(Week 19 - Wednesday, Dec. 17)
With the current "debt" crisis we are witnessing the economy move beyond the partnership of wealth creation and money creation (i.e. beyond "capitalism"). Let us trace out how this has come about.
The premise of the "debt-money" system is that if participants in the economy need money, they can borrow it by putting up some form of "collateral" (already acquired tangible wealth) that the banker can hold as "security" (saleable item from which he can recover the monetary value) in case the borrower fails to pay back the loan. The banker obtains the funds to "lend" out of his privilege to create money "out of thin air" granted by the Federal government to the Federal Reserve System via a legislated corporate charter.
This has resulted in a peculiar situation in that the money to repay the principal proceeds of a loan is thereby issued, but the money required to "pay back" the "interest" is not. The proponents of the system do not deem this to be a problem because they assume that the "economic growth" financed by new loans will be the basis out of which interest payments can be made. Supposedly, the necessity of having to cover interest payments of itself spurs the economy on to greater heights of activity, and also serves as a needed discipline to insure that such money is borrowed only for enterprise that is truly productive.
This method has worked for the almost-a-century since the passage of the Federal Reserve Act, but, according to critics, not without terrible human and environmental cost. Whatever the merits of the current system, it is clear that a physical economy cannot forever keep up with the demands of exponentially expanding "debt" paper.

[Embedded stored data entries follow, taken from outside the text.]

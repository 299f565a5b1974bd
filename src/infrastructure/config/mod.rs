//! Layered application configuration.
//!
//! Precedence, lowest first: built-in defaults, `text2sql.toml` (or the file
//! passed with `--config`), then `TEXT2SQL_*` environment variables where `__`
//! separates nested keys (`TEXT2SQL_LLM__MODEL=gemini-2.0-flash`).

use crate::domain::data_source::PasswordRef;
use crate::domain::error::{AppError, Result};
use crate::domain::llm_config::{LLMConfig, LLMProvider, GEMINI_BASE_URL};
use crate::infrastructure::security::keyring::KeyringManager;
use figment::providers::{Env, Format, Serialized, Toml};
use figment::Figment;
use serde::{Deserialize, Serialize};
use std::path::{Path, PathBuf};
use tracing::debug;

pub const CONFIG_FILE: &str = "text2sql.toml";
pub const ENV_PREFIX: &str = "TEXT2SQL_";
pub const KEYRING_SERVICE: &str = "text2sql";
const REGISTRY_FILE: &str = "sources.json";

#[derive(Debug, Clone, Serialize, Deserialize)]
#[serde(default)]
pub struct AppConfig {
    /// Regeneration cycles allowed after the first candidate statement.
    pub max_debug_attempts: u32,
    /// Upper bound for a single statement execution.
    pub database_timeout_secs: u64,
    /// Holds the source registry and imported databases.
    pub data_dir: PathBuf,
    pub llm: LLMConfig,
}

impl Default for AppConfig {
    fn default() -> Self {
        Self {
            max_debug_attempts: 3,
            database_timeout_secs: 30,
            data_dir: PathBuf::from(".text2sql"),
            llm: LLMConfig::default(),
        }
    }
}

impl AppConfig {
    pub fn figment(config_file: Option<&Path>) -> Figment {
        let file = config_file
            .map(Path::to_path_buf)
            .unwrap_or_else(|| PathBuf::from(CONFIG_FILE));

        Figment::from(Serialized::defaults(AppConfig::default()))
            .merge(Toml::file(file))
            .merge(Env::prefixed(ENV_PREFIX).split("__"))
    }

    pub fn load(config_file: Option<&Path>) -> Result<Self> {
        if let Some(path) = config_file {
            if !path.exists() {
                return Err(AppError::ConfigError(format!(
                    "Config file not found: {}",
                    path.display()
                )));
            }
        }

        let mut config: AppConfig = Self::figment(config_file)
            .extract()
            .map_err(|e| AppError::ConfigError(e.to_string()))?;

        // switching provider without a base url means "that provider's default"
        let base_url = config.llm.base_url.trim();
        if base_url.is_empty()
            || (base_url == GEMINI_BASE_URL && config.llm.provider != LLMProvider::Google)
        {
            config.llm.base_url = config.llm.provider.default_base_url().to_string();
        }

        if let Some(temperature) = config.llm.temperature {
            if !(0.0..=2.0).contains(&temperature) {
                return Err(AppError::ConfigError(format!(
                    "llm.temperature must be between 0 and 2, got {}",
                    temperature
                )));
            }
        }

        debug!(
            provider = ?config.llm.provider,
            model = %config.llm.model,
            max_debug_attempts = config.max_debug_attempts,
            "Configuration loaded"
        );
        Ok(config)
    }

    pub fn registry_path(&self) -> PathBuf {
        self.data_dir.join(REGISTRY_FILE)
    }
}

/// Where a resolved API key came from.
#[derive(Debug, Clone, Copy, PartialEq, Eq)]
pub enum KeySource {
    Config,
    Environment(&'static str),
    Keychain,
}

impl std::fmt::Display for KeySource {
    fn fmt(&self, f: &mut std::fmt::Formatter<'_>) -> std::fmt::Result {
        match self {
            KeySource::Config => f.write_str("configuration"),
            KeySource::Environment(var) => write!(f, "environment variable {}", var),
            KeySource::Keychain => f.write_str("system keychain"),
        }
    }
}

/// Provider credentials: configuration first, then the provider's usual
/// environment variable, then the system keychain.
pub struct ConfigService {
    keyring: KeyringManager,
}

impl Default for ConfigService {
    fn default() -> Self {
        Self::new()
    }
}

impl ConfigService {
    pub fn new() -> Self {
        Self {
            keyring: KeyringManager::new(KEYRING_SERVICE),
        }
    }

    pub fn save_api_key(&self, provider: LLMProvider, key: &str) -> Result<()> {
        let key = key.trim();
        if key.is_empty() {
            return Err(AppError::ValidationError("API key is empty".to_string()));
        }
        self.keyring.set_secret(provider.keyring_account(), key)
    }

    pub fn delete_api_key(&self, provider: LLMProvider) -> Result<bool> {
        self.keyring.delete_secret(provider.keyring_account())
    }

    pub fn save_database_password(&self, name: &str, password: &str) -> Result<()> {
        if password.is_empty() {
            return Err(AppError::ValidationError("Password is empty".to_string()));
        }
        self.keyring.set_secret(&database_account(name), password)
    }

    /// Password for a server source, from its `env:`, `keychain:` or literal
    /// reference.
    pub fn resolve_database_password(&self, reference: &str) -> Result<String> {
        let reference = PasswordRef::parse(reference)?;
        resolve_password(
            &reference,
            |var| std::env::var(var).ok(),
            |name| self.keyring.get_secret(&database_account(name)),
        )
    }

    /// Fill `config.api_key` if it is unset. Keychain failures are logged and
    /// treated as "no key"; the provider call reports the missing credential.
    pub fn resolve_api_key(&self, config: &mut LLMConfig) -> Option<KeySource> {
        let lookup_env = |var: &str| std::env::var(var).ok();
        let from_keychain = || match self.keyring.get_secret(config.provider.keyring_account()) {
            Ok(secret) => secret,
            Err(e) => {
                debug!("Keychain lookup skipped: {}", e);
                None
            }
        };
        let resolved = resolve_key(config, lookup_env, from_keychain);
        if let Some((key, source)) = resolved {
            config.api_key = Some(key);
            return Some(source);
        }
        None
    }
}

fn resolve_password(
    reference: &PasswordRef,
    lookup_env: impl Fn(&str) -> Option<String>,
    from_keychain: impl FnOnce(&str) -> Result<Option<String>>,
) -> Result<String> {
    match reference {
        PasswordRef::Plain(secret) => Ok(secret.clone()),
        PasswordRef::Env(var) => lookup_env(var).ok_or_else(|| {
            AppError::ConfigError(format!(
                "Environment variable '{}' not found for password",
                var
            ))
        }),
        PasswordRef::Keychain(name) => from_keychain(name)?.ok_or_else(|| {
            AppError::ConfigError(format!(
                "No password stored in the keychain for '{}' (use `key set-password {}`)",
                name, name
            ))
        }),
    }
}

fn resolve_key(
    config: &LLMConfig,
    lookup_env: impl Fn(&str) -> Option<String>,
    from_keychain: impl FnOnce() -> Option<String>,
) -> Option<(String, KeySource)> {
    let non_blank = |value: String| {
        let trimmed = value.trim().to_string();
        (!trimmed.is_empty()).then_some(trimmed)
    };

    if let Some(key) = config.api_key.clone().and_then(non_blank) {
        return Some((key, KeySource::Config));
    }
    if let Some(var) = config.provider.api_key_env() {
        if let Some(key) = lookup_env(var).and_then(non_blank) {
            return Some((key, KeySource::Environment(var)));
        }
    }
    from_keychain()
        .and_then(non_blank)
        .map(|key| (key, KeySource::Keychain))
}

/// Keychain account holding the password of database source `name`.
fn database_account(name: &str) -> String {
    format!("db:{}", name)
}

A limit will eventually be reached, and it appears that that may be what is happening now.
To be sure, it has not been experienced as the crossing of a bright white line, but rather as a stretching out of the substantive quality of collateral. This has manifest in many ways, including the increasing issuance of money based on revolving consumer "debt" taken on to obtain the necessities of life (e.g. groceries, gas, etc.), the proliferation of loans against inflated housing values, and the effective reliance on war (hot and cold, overt and covert) as engines of "debt-money" creation. Currency issued for such purposes becomes less of a seed for further enterprise out of which "interest" payments can be made, and more of a net drain on the already existent productive capacity of the economy.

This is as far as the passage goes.